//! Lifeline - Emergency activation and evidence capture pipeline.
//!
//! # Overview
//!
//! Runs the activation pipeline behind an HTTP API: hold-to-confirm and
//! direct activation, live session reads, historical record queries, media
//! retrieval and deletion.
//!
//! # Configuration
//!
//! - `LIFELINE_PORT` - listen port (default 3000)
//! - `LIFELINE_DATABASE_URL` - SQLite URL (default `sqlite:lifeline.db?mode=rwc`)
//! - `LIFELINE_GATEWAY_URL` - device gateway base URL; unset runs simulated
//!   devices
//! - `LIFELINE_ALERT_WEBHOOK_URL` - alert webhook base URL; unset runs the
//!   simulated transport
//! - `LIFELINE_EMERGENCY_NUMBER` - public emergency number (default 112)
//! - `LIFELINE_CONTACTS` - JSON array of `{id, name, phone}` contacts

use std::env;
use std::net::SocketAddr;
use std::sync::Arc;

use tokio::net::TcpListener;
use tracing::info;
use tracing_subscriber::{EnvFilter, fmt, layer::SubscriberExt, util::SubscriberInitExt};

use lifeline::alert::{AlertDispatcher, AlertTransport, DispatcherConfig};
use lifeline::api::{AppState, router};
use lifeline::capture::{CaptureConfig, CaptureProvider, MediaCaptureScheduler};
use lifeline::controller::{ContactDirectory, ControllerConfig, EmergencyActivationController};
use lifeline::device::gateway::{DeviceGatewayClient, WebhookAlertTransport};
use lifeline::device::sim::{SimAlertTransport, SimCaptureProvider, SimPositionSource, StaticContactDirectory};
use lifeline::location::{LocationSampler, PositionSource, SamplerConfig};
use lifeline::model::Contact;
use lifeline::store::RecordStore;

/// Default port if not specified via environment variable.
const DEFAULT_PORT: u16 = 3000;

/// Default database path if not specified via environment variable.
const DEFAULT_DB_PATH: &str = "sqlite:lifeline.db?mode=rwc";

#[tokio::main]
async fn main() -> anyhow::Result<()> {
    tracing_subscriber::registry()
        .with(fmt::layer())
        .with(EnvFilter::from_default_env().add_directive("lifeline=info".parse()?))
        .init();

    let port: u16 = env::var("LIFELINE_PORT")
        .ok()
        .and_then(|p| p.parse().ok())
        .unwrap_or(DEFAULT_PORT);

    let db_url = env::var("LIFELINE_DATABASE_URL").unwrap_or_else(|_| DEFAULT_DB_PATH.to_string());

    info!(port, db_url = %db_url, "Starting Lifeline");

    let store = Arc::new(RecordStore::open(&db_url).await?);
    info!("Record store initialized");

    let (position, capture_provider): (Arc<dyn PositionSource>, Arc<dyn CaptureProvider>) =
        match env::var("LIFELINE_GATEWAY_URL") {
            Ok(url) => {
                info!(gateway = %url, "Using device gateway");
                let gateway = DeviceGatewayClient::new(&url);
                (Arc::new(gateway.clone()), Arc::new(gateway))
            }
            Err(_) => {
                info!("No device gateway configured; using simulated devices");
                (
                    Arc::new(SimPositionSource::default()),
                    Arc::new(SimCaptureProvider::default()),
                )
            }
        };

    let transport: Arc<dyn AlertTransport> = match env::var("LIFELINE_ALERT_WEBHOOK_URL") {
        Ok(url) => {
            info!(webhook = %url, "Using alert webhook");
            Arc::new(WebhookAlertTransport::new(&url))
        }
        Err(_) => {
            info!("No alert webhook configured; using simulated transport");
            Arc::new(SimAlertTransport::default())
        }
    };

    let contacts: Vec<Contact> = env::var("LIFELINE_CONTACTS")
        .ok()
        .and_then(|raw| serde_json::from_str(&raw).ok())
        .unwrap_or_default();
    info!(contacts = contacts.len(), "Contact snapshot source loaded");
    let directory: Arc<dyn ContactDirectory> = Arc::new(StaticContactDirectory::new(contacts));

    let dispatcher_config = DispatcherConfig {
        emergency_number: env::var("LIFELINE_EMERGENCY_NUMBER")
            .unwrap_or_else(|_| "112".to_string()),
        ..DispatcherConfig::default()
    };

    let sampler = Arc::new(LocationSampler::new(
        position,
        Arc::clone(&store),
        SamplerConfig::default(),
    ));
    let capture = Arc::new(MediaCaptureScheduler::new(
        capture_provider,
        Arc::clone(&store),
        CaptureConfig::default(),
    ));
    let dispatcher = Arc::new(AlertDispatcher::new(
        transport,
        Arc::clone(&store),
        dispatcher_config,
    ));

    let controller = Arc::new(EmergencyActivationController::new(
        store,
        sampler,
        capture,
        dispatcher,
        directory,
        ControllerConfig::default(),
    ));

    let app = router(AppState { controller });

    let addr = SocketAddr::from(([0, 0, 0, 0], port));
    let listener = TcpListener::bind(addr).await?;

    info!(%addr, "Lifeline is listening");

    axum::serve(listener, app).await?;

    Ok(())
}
● ● ● ● ●
WORK TO BE COMPLETED =
Would you return all lines from the preceding listing that contain the word "store"?

SOLUTION =
use lifeline::store::RecordStore;
    let store = Arc::new(RecordStore::open(&db_url).await?);
    info!("Record store initialized");
        Arc::clone(&store),
        Arc::clone(&store),
        Arc::clone(&store),
        store,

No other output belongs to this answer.